The framework is inspired by Retrofit from Square, which is a popular Android network request framework known for its extensive use of design patterns and concise API. ARetrofit applies similar design philosophy to component communication, making it easy for developers to implement inter-module communication with elegant APIs.
The core principles of ARetrofit involve four main technologies:
1. Annotation Processing: Using annotationProcessor to generate RouteInject and AInterceptorInject implementation classes at compile time. The framework defines annotations including @Extra, @Flags, @Go, @Interceptor, @RequestCode, @Route, @Uri, @IMethod, and @Inject.
2. Transform API: Android Gradle's Transform API (available since version 1.5.0) allows third-party plugins to manipulate .class files before dex packaging. This overcomes annotationProcessor's limitation of only scanning the current module's code. The Transform plugin in AInject scans and injects code into RouteRegister.

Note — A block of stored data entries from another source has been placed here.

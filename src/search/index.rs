//! Inverted term index over the catalog's searchable fields.

use std::collections::BTreeMap;

use crate::catalog::{Catalog, NormalizedModel};

/// Weight of a query term that is a strict prefix of an indexed term.
const PREFIX_WEIGHT: f64 = 0.375;

/// Weight of a query term within the edit-distance tolerance of an indexed term.
const FUZZY_WEIGHT: f64 = 0.45;

/// Searchable document fields.
#[derive(Debug, Clone, Copy, PartialEq, Eq, PartialOrd, Ord, Hash)]
pub enum Field {
    /// Key, bare id and display name.
    Name,
    Provider,
    Mode,
    /// Free text: key, provider and mode together.
    Content,
}

impl Field {
    pub const ALL: [Field; 4] = [Field::Name, Field::Provider, Field::Mode, Field::Content];

    fn text(self, model: &NormalizedModel) -> String {
        match self {
            Field::Name => format!("{} {} {}", model.key, model.id, model.name),
            Field::Provider => model.provider.clone(),
            Field::Mode => model.mode.clone(),
            Field::Content => format!("{} {} {}", model.key, model.provider, model.mode),
        }
    }
}

#[derive(Debug, Clone, Copy, PartialEq)]
struct Posting {
    doc: usize,
    field: Field,
    tf: u32,
}

/// How a query term reached an indexed term.
#[derive(Debug, Clone, Copy, PartialEq)]
pub enum TermMatch {
    Exact,
    Prefix { extra: usize },
    Fuzzy { distance: usize },
}

impl TermMatch {
    /// Relative weight for a query term of `len` characters.
    fn weight(self, len: usize) -> f64 {
        let len = len as f64;
        match self {
            TermMatch::Exact => 1.0,
            TermMatch::Prefix { extra } => PREFIX_WEIGHT * len / (len + 0.3 * extra as f64),
            TermMatch::Fuzzy { distance } => FUZZY_WEIGHT * len / (len + distance as f64),
        }
    }
}

/// Matching options for one query.
#[derive(Debug, Clone, Copy)]
pub struct MatchOptions {
    pub prefix: bool,
    pub fuzzy: f64,
    pub max_fuzzy: usize,
    pub name_boost: f64,
}

impl MatchOptions {
    /// Largest edit distance accepted for a query term of `len` characters.
    pub fn max_distance(&self, len: usize) -> usize {
        ((self.fuzzy * len as f64).round() as usize).min(self.max_fuzzy)
    }

    fn boost(&self, field: Field) -> f64 {
        match field {
            Field::Name => self.name_boost,
            _ => 1.0,
        }
    }
}

/// Term → postings over every model in a catalog, built in one pass.
#[derive(Debug, Default)]
pub struct TermIndex {
    terms: BTreeMap<String, Vec<Posting>>,
    doc_count: usize,
}

impl TermIndex {
    pub fn build(catalog: &Catalog) -> Self {
        let mut terms: BTreeMap<String, Vec<Posting>> = BTreeMap::new();

        for (doc, model) in catalog.iter().enumerate() {
            for field in Field::ALL {
                for term in tokenize(&field.text(model)) {
                    let postings = terms.entry(term).or_default();
                    match postings.last_mut() {
                        Some(p) if p.doc == doc && p.field == field => p.tf += 1,
                        _ => postings.push(Posting { doc, field, tf: 1 }),
                    }
                }
            }
        }

        Self {
            terms,
            doc_count: catalog.len(),
        }
    }

    pub fn term_count(&self) -> usize {
        self.terms.len()
    }

    /// Relevance scores by document position. Documents that match no query
    /// term are absent.
    pub fn score(&self, query: &str, options: &MatchOptions) -> BTreeMap<usize, f64> {
        let mut scores: BTreeMap<usize, f64> = BTreeMap::new();

        for query_term in tokenize(query) {
            let query_len = query_term.chars().count();
            let max_distance = options.max_distance(query_len);

            for (term, postings) in &self.terms {
                let Some(matched) = match_term(&query_term, term, options.prefix, max_distance)
                else {
                    continue;
                };
                let weight = matched.weight(query_len) * self.idf(postings);

                for posting in postings {
                    let tf = f64::from(posting.tf);
                    *scores.entry(posting.doc).or_default() +=
                        weight * options.boost(posting.field) * tf / (tf + 0.5);
                }
            }
        }

        scores
    }

    fn idf(&self, postings: &[Posting]) -> f64 {
        let mut docs: Vec<usize> = postings.iter().map(|p| p.doc).collect();
        docs.dedup();
        let df = docs.len() as f64;
        let n = self.doc_count as f64;
        (1.0 + (n - df + 0.5) / (df + 0.5)).ln()
    }
}

/// Split on whitespace and commas, case-folded.
pub fn tokenize(text: &str) -> impl Iterator<Item = String> + '_ {
    text.split(|c: char| c.is_whitespace() || c == ',')
        .filter(|t| !t.is_empty())
        .map(str::to_lowercase)
}

fn match_term(query: &str, term: &str, prefix: bool, max_distance: usize) -> Option<TermMatch> {
    if term == query {
        return Some(TermMatch::Exact);
    }

    let query_len = query.chars().count();
    let term_len = term.chars().count();

    if prefix && term.starts_with(query) {
        return Some(TermMatch::Prefix {
            extra: term_len - query_len,
        });
    }

    if max_distance == 0 || term_len.abs_diff(query_len) > max_distance {
        return None;
    }
    let distance = levenshtein(query, term);
    (distance <= max_distance).then_some(TermMatch::Fuzzy { distance })
}

/// Edit distance over characters.
pub fn levenshtein(a: &str, b: &str) -> usize {
    let a: Vec<char> = a.chars().collect();
    let b: Vec<char> = b.chars().collect();

    if a.is_empty() {
        return b.len();
    }
    if b.is_empty() {
        return a.len();
    }

    let mut prev: Vec<usize> = (0..=b.len()).collect();
    let mut curr = vec![0; b.len() + 1];

    for (i, ca) in a.iter().enumerate() {
        curr[0] = i + 1;
        for (j, cb) in b.iter().enumerate() {
            let cost = usize::from(ca != cb);
            curr[j + 1] = (prev[j + 1] + 1).min(curr[j] + 1).min(prev[j] + cost);
        }
        std::mem::swap(&mut prev, &mut curr);
    }

    prev[b.len()]
}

3. Dynamic Proxy: Routerfit.register(Class<T> service) uses Java's dynamic proxy pattern to create service implementations, enabling a clean API for defining routing interfaces.
4. Interceptor Chain: Inspired by OkHttp's interceptor design, ARetrofit uses the Chain of Responsibility pattern to handle business logic elegantly. Developers can create custom interceptors with @Interceptor annotation to handle authentication, logging, and other cross-cutting concerns.
In summary, ARetrofit uses annotationProcessor to obtain routing information at compile time, ASM for bytecode manipulation to enable cross-module object access, and dynamic proxy to achieve Aspect-Oriented Programming (AOP). Compared to similar routing frameworks, ARetrofit offers more concise APIs with flexible extension options for developers.